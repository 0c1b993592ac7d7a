//! Inputs to an orchestration run

use serde::{Deserialize, Serialize};
use serde_json::Value;
use std::fmt;

/// Free-form description of the desired change.
///
/// Sent to providers verbatim; only a sanitized copy is ever persisted.
#[derive(Debug, Clone, PartialEq, Eq, Serialize, Deserialize)]
#[serde(transparent)]
pub struct ChangeSpec(String);

impl ChangeSpec {
    pub fn new(text: impl Into<String>) -> Self {
        Self(text.into())
    }

    pub fn as_str(&self) -> &str {
        &self.0
    }
}

impl From<&str> for ChangeSpec {
    fn from(text: &str) -> Self {
        Self::new(text)
    }
}

impl From<String> for ChangeSpec {
    fn from(text: String) -> Self {
        Self(text)
    }
}

impl fmt::Display for ChangeSpec {
    fn fmt(&self, f: &mut fmt::Formatter<'_>) -> fmt::Result {
        f.write_str(&self.0)
    }
}

/// Description of the target system's current shape (collections, fields,
/// indexes). Passed through to every provider untouched.
#[derive(Debug, Clone, Default, PartialEq, Serialize, Deserialize)]
#[serde(transparent)]
pub struct SchemaContext(Value);

impl SchemaContext {
    pub fn new(value: Value) -> Self {
        Self(value)
    }

    pub fn as_value(&self) -> &Value {
        &self.0
    }

    /// Pretty JSON with object keys in sorted order, so identical contexts
    /// always render to identical prompts
    pub fn to_prompt_json(&self) -> String {
        serde_json::to_string_pretty(&self.0).unwrap_or_else(|_| "{}".to_string())
    }
}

++++++++++++++++++++

◆ Work item: The answer must be a single number: the count of lines in the data that include the word "derive".

◆ Solution to the exercise: 2